*WORK INSTRUCTIONS*. Lines with "without": copy each one from the listing below.

*EXCERPTED DATA*.

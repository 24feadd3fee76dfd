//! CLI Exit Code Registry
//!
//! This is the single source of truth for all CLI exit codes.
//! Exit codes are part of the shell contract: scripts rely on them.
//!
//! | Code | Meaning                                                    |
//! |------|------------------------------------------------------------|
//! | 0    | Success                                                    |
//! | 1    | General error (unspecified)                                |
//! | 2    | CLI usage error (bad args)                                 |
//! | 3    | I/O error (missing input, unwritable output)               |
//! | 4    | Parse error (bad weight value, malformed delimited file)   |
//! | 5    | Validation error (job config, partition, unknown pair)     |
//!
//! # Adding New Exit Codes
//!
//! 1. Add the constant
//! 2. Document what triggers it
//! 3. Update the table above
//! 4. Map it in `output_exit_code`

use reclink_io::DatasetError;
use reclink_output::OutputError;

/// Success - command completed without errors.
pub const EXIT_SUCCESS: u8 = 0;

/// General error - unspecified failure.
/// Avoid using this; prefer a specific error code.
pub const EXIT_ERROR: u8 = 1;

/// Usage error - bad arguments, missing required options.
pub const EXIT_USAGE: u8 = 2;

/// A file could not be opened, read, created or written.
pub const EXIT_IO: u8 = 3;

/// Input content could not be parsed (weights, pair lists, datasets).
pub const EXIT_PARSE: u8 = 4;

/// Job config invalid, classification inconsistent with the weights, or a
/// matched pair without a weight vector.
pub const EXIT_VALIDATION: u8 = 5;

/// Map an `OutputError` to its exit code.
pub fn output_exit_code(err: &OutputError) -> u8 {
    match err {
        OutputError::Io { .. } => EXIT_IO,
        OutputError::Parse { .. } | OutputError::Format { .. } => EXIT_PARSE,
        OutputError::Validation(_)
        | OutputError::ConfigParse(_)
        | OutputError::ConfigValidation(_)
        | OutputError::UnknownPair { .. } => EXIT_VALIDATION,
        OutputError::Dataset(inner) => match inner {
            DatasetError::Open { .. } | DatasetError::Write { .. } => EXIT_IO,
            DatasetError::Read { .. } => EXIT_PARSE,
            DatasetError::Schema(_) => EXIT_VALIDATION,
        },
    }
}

*OUTPUT FOR THIS TASK*.
/// Success - command completed without errors.
/// matched pair without a weight vector.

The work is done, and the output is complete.